Food Review: With a Packed Brunch, District 5 Brings Saturday Night to Sunday Morning 

click to enlarge District 5 is routinely packed on Saturday and Sunday mornings.

Scott Elmquist

District 5 is routinely packed on Saturday and Sunday mornings.

No matter what kind of night precedes your arrival, brunch is supposed to make it all better.

Come Sunday, and increasingly Saturday, the brunch-industrial complex rumbles to life in Richmond with knots of people gathering at Millie’s Diner, the Black Sheep or Heritage, intent on sustenance and socializing.

David Shaftel in The New York Times deemed brunch “a twice-weekly symbol of our culture’s increasing desire to reject adulthood. It’s about throwing out not only the established schedule but also the social conventions of our parents’ generation.”

To that, I would add all-encompassing entertainment. For local proof, look no further than District 5, the latest offering from Hani Atallah, owner of Southern Railway Taphouse and Off the Hookah.

On a recent Sunday, I bypass a full patio only to walk into a scene lively enough to qualify for Saturday night status, albeit in broad daylight. One of the largest bars in the city has not a single unoccupied stool and the only available table is a two top all the way in the back.

A DJ is stationed at the front by the hostess stand and he’s pumping club beats — a booming “Shake It Off” remix greets me — as if it’s 12 hours earlier. Big screens lining the walls show every imaginable football game.

The breakfast buffet ($15) attracts a line of eager diners with its array of typical suspects executed solidly: an omelet station, cheddar grits, corned beef hash, chicken alfredo, sausage gravy biscuits, french toast strada, fruit, bagels, bacon and sausage, and desserts.

Playing the role of a centerpiece on most tables is a bottle ($12) or magnum ($20) of J. Roget sparkling wine, the better to fashion personalized mimosas or poinsettias tableside. Servers scurry about, dodging buffet hounds and food runners.

It’s brunch madness.
Oddly enough, despite brunch lore suggesting that restaurantst usually rely on the B team in the kitchen and a week’s worth of leftovers, District 5’s brunch is also the tastiest meal of the three I experience at the new spot, named after the location’s City Council district.

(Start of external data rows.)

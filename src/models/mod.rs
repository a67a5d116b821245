pub mod document;
pub mod geometry;

pub use document::{Color, Document, Group, Node, PathNode, DEFAULT_FILL};
pub use geometry::{Canvas, Point, Viewport};
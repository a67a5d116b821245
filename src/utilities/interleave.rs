// src/utilities/interleave.rs
//
// round-robin visiting order across groups of uneven length

use crate::config::InterleaveAlignment;

/// Returns `(group, index)` pairs visiting the i-th member of every group
/// before the (i+1)-th of any group. Exhausted groups are passed over.
///
/// With `End` alignment shorter groups join late, so every group finishes on
/// the last round.
pub fn interleave(lengths: &[usize], alignment: InterleaveAlignment) -> Vec<(usize, usize)> {
    let longest = lengths.iter().copied().max().unwrap_or(0);
    let mut order = Vec::with_capacity(lengths.iter().sum());

    for round in 0..longest {
        for (group, &len) in lengths.iter().enumerate() {
            let index = match alignment {
                InterleaveAlignment::Start => Some(round),
                InterleaveAlignment::End => round.checked_sub(longest - len),
            };
            if let Some(index) = index.filter(|&i| i < len) {
                order.push((group, index));
            }
        }
    }
    order
}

Make no mistake, District 5 announces itself as a beer destination with 45 varieties on tap and another 30 in bottles. Nineteen of those are Virginia-brewed. Compare that with the wine list, where you won’t find a single Virginia offering.

Both my dinner visits deliver more misses than hits. Dried-out half-pint pork shanks ($8) retain none of the falling-off-the-bone goodness of braising, and a Southern chicken biscuit ($10) involves no biscuit but instead, a roll, and seared ahi tuna ($10) tastes like a dockside fish market smells on a hot summer day.

Instead of the gooey, drippy sandwich I hope for, the big steak sandwich ($12) arrives with a wedge of brie — not melted — atop grilled sirloin in a hero roll. If the kitchen is going for a deconstructed steak sub, this isn’t it. Only andouille sausage saves jambalaya pasta ($13), a generous but bland take on a seminal Creole dish that sorely misses its rice. A few more shrimp wouldn’t hurt, either.

Better in every way is a Mobjack pizza ($11), heavy with chorizo, shrimp, roasted garlic and fontina sauce, two other kinds of cheese and spicy Mobjack seasoning, Virginia’s take on Old Bay. Occupying an entire section of the menu, the gourmet grilled cheese trend is well served by the homey, three-state grilled cheese ($7), layering Wisconsin white sharp cheddar, New York mild cheddar and California yellow sharp on thick-sliced artisan bread.

Service in the huge space must be a challenge, but the young staff could use some lessons in basic hospitality and service. When a customer leaves all but one tiny piece of sliced tuna uneaten, clearly something is amiss. Our server doesn’t flinch, just whisks the plate away. After ordering the Little Italy pizza, what shows up is the Mobjack, and when I point out the error, she makes no attempt to right the wrong. Instead, she shrugs.

When I arrive at brunch, I marvel to our server about the packed midday scene reverberating in the space. Wearily, she tells me it’s been like this since they opened at 10 a.m.

Bring on the magnums and revel in the brunch party. Who knew so many Richmonders like a side of electronica with their eggs? S

District 5
1911 W. Main St.
658-1113
Mondays-Fridays 3 p.m.-2 a.m.;
Saturdays 10 a.m.-2 a.m.; Sundays 11 a.m.-2 a.m.